##### Material for the task
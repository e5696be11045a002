//! Target and suite configuration types
//!
//! Defines the structure for configuration files. Every field has a default,
//! so an empty file (or no file at all) targets the production deployment.

use indexmap::IndexMap;
use serde::{Deserialize, Serialize};
use std::path::Path;
use std::time::Duration;
use thiserror::Error;

use crate::probes::{BodyCheck, Method, ProbeDescriptor, SuitePlan};
use crate::runner::{DEFAULT_TIMEOUT, RunError, RunSettings};

/// Production backend the harness was written for
pub const DEFAULT_BASE_URL: &str = "https://easyearn-backend-production-01ac.up.railway.app";

/// Frontend origin the backend must accept
pub const DEFAULT_ORIGIN: &str = "https://kingeasyearn.com";

/// Errors that can occur during configuration
#[derive(Debug, Error)]
pub enum ConfigError {
    #[error("Failed to read config file: {0}")]
    Io(#[from] std::io::Error),

    #[error("Failed to parse config: {0}")]
    Parse(#[from] serde_yaml::Error),

    #[error("Invalid configuration: {0}")]
    Invalid(String),

    #[error("Unknown suite '{name}' (available: {})", .available.join(", "))]
    UnknownSuite { name: String, available: Vec<String> },

    #[error("Invalid header '{0}': expected 'Name: value'")]
    InvalidHeader(String),

    #[error("Invalid timeout '{value}': {source}")]
    InvalidTimeout {
        value: String,
        source: humantime::DurationError,
    },

    #[error(transparent)]
    Plan(#[from] RunError),
}

/// The service under test
#[derive(Debug, Clone, PartialEq, Eq, Serialize, Deserialize)]
pub struct TargetConfig {
    /// Base URL every probe path is appended to
    #[serde(default = "default_base_url")]
    pub base_url: String,

    /// Origin presented by the built-in CORS probes
    #[serde(default = "default_origin")]
    pub origin: String,

    /// Hard limit for each request
    #[serde(default = "default_timeout", with = "humantime_serde")]
    pub timeout: Duration,

    /// Headers forwarded on every probe (probe headers take precedence)
    #[serde(default, skip_serializing_if = "IndexMap::is_empty")]
    pub headers: IndexMap<String, String>,
}

fn default_base_url() -> String {
    DEFAULT_BASE_URL.to_string()
}

fn default_origin() -> String {
    DEFAULT_ORIGIN.to_string()
}

fn default_timeout() -> Duration {
    DEFAULT_TIMEOUT
}

impl Default for TargetConfig {
    fn default() -> Self {
        Self {
            base_url: default_base_url(),
            origin: default_origin(),
            timeout: DEFAULT_TIMEOUT,
            headers: IndexMap::new(),
        }
    }
}

impl TargetConfig {
    /// Build validated run settings from this target
    pub fn to_run_settings(&self) -> Result<RunSettings, ConfigError> {
        let mut settings = RunSettings::new(&self.base_url)?.with_timeout(self.timeout)?;
        for (name, value) in &self.headers {
            settings = settings.with_forwarded_header(name, value)?;
        }
        Ok(settings)
    }
}

/// A probe suite declared in the configuration file
#[derive(Debug, Clone, PartialEq, Serialize, Deserialize)]
pub struct SuiteConfig {
    #[serde(default)]
    pub description: String,

    pub probes: Vec<ProbeDescriptor>,

    /// Checklist printed when the suite fails
    #[serde(default, skip_serializing_if = "Vec::is_empty")]
    pub remediation: Vec<String>,

    /// Notes printed when the suite passes
    #[serde(default, skip_serializing_if = "Vec::is_empty")]
    pub success_notes: Vec<String>,
}

impl SuiteConfig {
    pub fn to_plan(&self, name: &str) -> SuitePlan {
        let mut plan = SuitePlan::new(name, &self.description, self.probes.clone());
        if !self.remediation.is_empty() {
            plan.remediation = self.remediation.clone();
        }
        plan.success_notes = self.success_notes.clone();
        plan
    }
}

/// Top-level configuration
#[derive(Debug, Clone, Default, PartialEq, Serialize, Deserialize)]
pub struct Config {
    #[serde(default)]
    pub target: TargetConfig,

    /// Suite run when none is named on the command line
    #[serde(default, skip_serializing_if = "Option::is_none")]
    pub default_suite: Option<String>,

    /// Additional suites (suite_name -> definition)
    #[serde(default, skip_serializing_if = "IndexMap::is_empty")]
    pub suites: IndexMap<String, SuiteConfig>,
}

impl Config {
    /// Load configuration from a YAML file
    pub fn from_file(path: impl AsRef<Path>) -> Result<Self, ConfigError> {
        let content = std::fs::read_to_string(path)?;
        Self::from_yaml(&content)
    }

    /// Parse configuration from YAML string
    pub fn from_yaml(yaml: &str) -> Result<Self, ConfigError> {
        if yaml.trim().is_empty() {
            return Ok(Self::default());
        }
        Ok(serde_yaml::from_str(yaml)?)
    }

    /// Get a custom suite definition
    pub fn suite(&self, name: &str) -> Option<&SuiteConfig> {
        self.suites.get(name)
    }

    /// Fail fast on anything that would break a run before it starts
    pub fn validate(&self) -> Result<(), ConfigError> {
        let settings = self.target.to_run_settings()?;

        for (name, suite) in &self.suites {
            if suite.probes.is_empty() {
                return Err(ConfigError::Invalid(format!("suite '{name}' has no probes")));
            }
            for probe in &suite.probes {
                if probe.name.trim().is_empty() {
                    return Err(ConfigError::Invalid(format!(
                        "suite '{name}' has a probe without a name"
                    )));
                }
                if let Some(check) = probe.body_checks.iter().find(|c| c.field.is_empty()) {
                    return Err(ConfigError::Invalid(format!(
                        "probe '{}' has a body check with an empty field path ({:?})",
                        probe.name, check.expect
                    )));
                }
                settings.prepare(probe)?;
            }
        }

        Ok(())
    }

    /// Generate a default configuration with an example suite
    pub fn default_config() -> Self {
        let target = TargetConfig::default();
        let mut suites = IndexMap::new();
        suites.insert(
            "smoke".to_string(),
            SuiteConfig {
                description: "Minimal reachability check".to_string(),
                probes: vec![
                    ProbeDescriptor::new("Health Check", Method::Get, "/health")
                        .describe("Backend responds with a JSON health document")
                        .with_header("Origin", &target.origin)
                        .expect_body(BodyCheck::present("environment")),
                ],
                remediation: Vec::new(),
                success_notes: Vec::new(),
            },
        );

        Config {
            target,
            default_suite: None,
            suites,
        }
    }

    /// Serialize to YAML string
    pub fn to_yaml(&self) -> Result<String, ConfigError> {
        Ok(serde_yaml::to_string(self)?)
    }
}
//! Report rendering
//!
//! Line-oriented, human-readable output for a run. The printer only reads
//! results; it has no say in the verdict.

use std::io::{self, Write};

use crate::client::ResponseBody;
use crate::config::TargetConfig;
use crate::probes::SuitePlan;
use crate::runner::{AggregateReport, ProbeOutcome, ProbeResult};

const RULE_WIDTH: usize = 60;

/// Longest body excerpt printed with `show_body`
const BODY_EXCERPT_LIMIT: usize = 500;

/// Rendering switches
#[derive(Debug, Clone, Copy, Default)]
pub struct ReportOptions {
    /// Echo each response body under its probe
    pub show_body: bool,
}

/// Writes a run report to any [`Write`] sink
pub struct ReportPrinter<W> {
    out: W,
    options: ReportOptions,
}

impl<W: Write> ReportPrinter<W> {
    pub fn new(out: W) -> Self {
        Self {
            out,
            options: ReportOptions::default(),
        }
    }

    pub fn with_options(mut self, options: ReportOptions) -> Self {
        self.options = options;
        self
    }

    pub fn into_inner(self) -> W {
        self.out
    }

    /// Suite title and target
    pub fn banner(&mut self, plan: &SuitePlan, target: &TargetConfig) -> io::Result<()> {
        writeln!(self.out, "{}", title(plan))?;
        writeln!(self.out, "{}", rule())?;
        writeln!(self.out, "Backend URL:  {}", target.base_url)?;
        writeln!(self.out, "Frontend URL: {}", target.origin)?;
        for (name, value) in &target.headers {
            writeln!(self.out, "Forwarding:   {name}: {value}")?;
        }
        writeln!(self.out)
    }

    /// One probe, numbered from 1
    pub fn probe(&mut self, index: usize, total: usize, result: &ProbeResult) -> io::Result<()> {
        let descriptor = &result.descriptor;
        if descriptor.description.is_empty() {
            writeln!(self.out, "[{}/{}] {}", index + 1, total, descriptor.name)?;
        } else {
            writeln!(
                self.out,
                "[{}/{}] {}: {}",
                index + 1,
                total,
                descriptor.name,
                descriptor.description
            )?;
        }
        writeln!(self.out, "   {} {}", descriptor.method, descriptor.path)?;

        match &result.outcome {
            ProbeOutcome::Success(response) => {
                writeln!(self.out, "   Status: {}", response.status)?;
                if !response.is_success() {
                    writeln!(
                        self.out,
                        "   Note: unexpected status {} (informational)",
                        response.status
                    )?;
                    if let Some(message) = server_message(&response.body) {
                        writeln!(self.out, "   Error: {message}")?;
                    }
                }
                if self.options.show_body {
                    writeln!(self.out, "   Body: {}", excerpt(&response.body))?;
                }
            }
            ProbeOutcome::Failure(failure) => {
                writeln!(self.out, "   Error: {} ({})", failure.kind, failure.kind.hint())?;
                if !failure.message.is_empty() {
                    writeln!(self.out, "   Detail: {}", failure.message)?;
                }
            }
        }

        for check in &result.checks {
            let marker = if check.passed { "PASS" } else { "FAIL" };
            writeln!(self.out, "   {marker} {}", check.label)?;
        }

        let verdict = if result.passed { "PASSED" } else { "FAILED" };
        writeln!(self.out, "   Result: {verdict}")?;
        writeln!(self.out)
    }

    /// Overall verdict plus the suite's static guidance
    pub fn summary(&mut self, report: &AggregateReport, plan: &SuitePlan) -> io::Result<()> {
        writeln!(self.out, "{}", rule())?;
        if report.all_passed {
            writeln!(
                self.out,
                "ALL PROBES PASSED ({}/{})",
                report.passed_count(),
                report.results.len()
            )?;
            if !plan.success_notes.is_empty() {
                writeln!(self.out)?;
                for note in &plan.success_notes {
                    writeln!(self.out, "{note}")?;
                }
            }
        } else {
            writeln!(
                self.out,
                "{} of {} probes FAILED",
                report.failed_count(),
                report.results.len()
            )?;
            let failed: Vec<_> = report
                .results
                .iter()
                .filter(|r| !r.passed)
                .map(ProbeResult::name)
                .collect();
            writeln!(self.out, "Failed: {}", failed.join(", "))?;
            if !plan.remediation.is_empty() {
                writeln!(self.out)?;
                writeln!(self.out, "Please check:")?;
                for (i, item) in plan.remediation.iter().enumerate() {
                    writeln!(self.out, "   {}. {item}", i + 1)?;
                }
            }
        }
        writeln!(self.out, "{}", rule())
    }

    /// Structured summary as pretty JSON
    pub fn json_summary(&mut self, report: &AggregateReport) -> io::Result<()> {
        serde_json::to_writer_pretty(&mut self.out, &report.summary())?;
        writeln!(self.out)
    }
}

fn title(plan: &SuitePlan) -> &str {
    if plan.description.is_empty() {
        &plan.name
    } else {
        &plan.description
    }
}

fn rule() -> String {
    "=".repeat(RULE_WIDTH)
}

/// The server's own explanation of an error response
///
/// Prefers a JSON `message` string, otherwise the body itself.
fn server_message(body: &ResponseBody) -> Option<String> {
    match body {
        ResponseBody::Empty => None,
        ResponseBody::Json(value) => match value.get("message") {
            Some(serde_json::Value::String(message)) => Some(message.clone()),
            _ => Some(excerpt(body)),
        },
        ResponseBody::Text(_) => Some(excerpt(body)),
    }
}

fn excerpt(body: &ResponseBody) -> String {
    let text = body.to_string();
    match text.char_indices().nth(BODY_EXCERPT_LIMIT) {
        Some((cut, _)) => format!("{}...", &text[..cut]),
        None => text,
    }
}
##########
Which lines in the data above contain "field"? Show each one.

//! Defines the structure for configuration files. Every field has a default,
                if let Some(check) = probe.body_checks.iter().find(|c| c.field.is_empty()) {
                        "probe '{}' has a body check with an empty field path ({:?})",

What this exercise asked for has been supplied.